People experience sleep problems at different times in their lives. Whether you're stressed, anxious, jet lagged or off your normal sleep cycle, you may have difficulty falling asleep, staying asleep, or experiencing a deep, restful sleep. Some people may also experience chronic insomnia, either from depression, advanced age or even unknown causes. Certain vitamin and herbal supplements may help you improve your sleep. Always consult your physician before taking any supplements, because they may interact with other medications that you're taking or certain health conditions.
Melatonin
Taking melatonin supplements may help improve your sleep. Melatonin is a hormone that helps regulate your body's sleep-wake cycle, or internal "clock.". Your body's production of melatonin is affected by your exposure to light and darkness, explains the University of Pittsburgh Medical Center. Your body decreases its production of melatonin when you're exposed to more light and increases melatonin when you're in darkness, so taking this supplement may be particularly helpful for people who have trouble sleeping due to shift work at night or jet lag. "Taking melatonin as a supplement seems to stimulate sleep when the natural cycle is disturbed," explains the University of Pittsburgh Medical Center. Also, as the body ages, it produces less melatonin, so this supplement may help treat sleep problems in middle-aged and elderly adults.

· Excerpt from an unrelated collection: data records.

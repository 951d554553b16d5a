use axum::{
    extract::{rejection::JsonRejection, Query, State},
    http::StatusCode,
    routing::{get, post},
    Json, Router,
};
use tracing::{info, instrument};

use super::{
    dto::{AddProductRequest, AddProductResponse, NewProduct, Pagination, ProductPage},
    error::ProductError,
    repo_types::Product,
};
use crate::{
    auth::{
        error::ErrorBody,
        extractors::{require_role, AuthUser},
        ADMIN_ROLE,
    },
    state::AppState,
};

pub fn read_routes() -> Router<AppState> {
    Router::new().route("/products", get(list_products))
}

pub fn write_routes() -> Router<AppState> {
    Router::new().route("/addProduct", post(add_product))
}

/// Admin only. Auth and role are checked before the body is even looked at.
#[utoipa::path(
    post,
    path = "/addProduct",
    request_body = AddProductRequest,
    responses(
        (status = 201, description = "Product stored", body = AddProductResponse),
        (status = 400, description = "Missing or malformed fields", body = ErrorBody),
        (status = 401, description = "No token presented", body = ErrorBody),
        (status = 403, description = "Invalid token or not an admin", body = ErrorBody),
        (status = 409, description = "Product id already used", body = ErrorBody),
    ),
    security(("bearerAuth" = [])),
    tag = "products"
)]
#[instrument(skip(state, payload))]
pub async fn add_product(
    State(state): State<AppState>,
    AuthUser(claims): AuthUser,
    payload: Result<Json<AddProductRequest>, JsonRejection>,
) -> Result<(StatusCode, Json<AddProductResponse>), ProductError> {
    require_role(&claims, ADMIN_ROLE)?;

    let Json(body) = payload.map_err(|e| ProductError::Validation(e.body_text()))?;
    let new = NewProduct::try_from(body)?;

    let id = Product::create(&state.db, &new).await?;
    info!(id, product_id = new.product_id, "product added");

    Ok((
        StatusCode::CREATED,
        Json(AddProductResponse {
            id,
            product_id: new.product_id,
        }),
    ))
}

#[utoipa::path(
    get,
    path = "/products",
    params(Pagination),
    responses(
        (status = 200, description = "One page of products", body = ProductPage),
    ),
    tag = "products"
)]
#[instrument(skip(state))]
pub async fn list_products(
    State(state): State<AppState>,
    Query(p): Query<Pagination>,
) -> Result<Json<ProductPage>, ProductError> {
    let products = Product::list(&state.db, p.limit(), p.offset()).await?;
    Ok(Json(ProductPage {
        page: p.page(),
        limit: p.limit(),
        products,
    }))
}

The University of Maryland Medical Center recommends taking 1 mg to 6 mg about one hour prior to bedtime for better sleep.
Valerian
Taking valerian may help you fall asleep faster and improve the quality of your sleep, according to the Mayo Clinic. Valerian is the most popular herbal supplement for treating insomnia and doesn't cause the same side effects as prescription sleep medications, points out the University of Michigan Health System. Take 400 mg to 1,600 mg of standardized valerian extract at bedtime to improve sleep, advises the University of Maryland Medical Center.
L-Tryptophan
Your body converts the amino acid L-tryptophan into serotonin, which may help improve your sleep, according to the University of Michigan Health System. L-tryptophan can help you fall asleep and prevent you from waking up during the night, causing you to sleep deeper. Taking 5-hydroxytryptophan, or "5-HTP," which is made from tryptophan may also produce the same effects. Due to their effects on serotonin levels, L-tryptophan and 5-HTP are particularly helpful in improving sleep in people who experience sleep problems due to depression. The University of Maryland recommends taking 1 gram of L-tryptophan immediately prior to bedtime for better sleep.
Kava Kava
Kava kava supplements can help to promote relaxation and improve sleep. Kava kava is an herb that is typically used in traditional medicine to treat anxiety. Some herbal supplements that are used to treat anxiety are also used for treating insomnia, explains the University of Michigan Health System. Therefore, kava kava is likely most effective at improving sleep in people who have sleep problems due to anxiety and nervousness. The University of Maryland Medical Center suggests taking 100 mg to 250 mg of kava kava standardized extract on an as-needed basis, up to three times daily, to induce relaxation.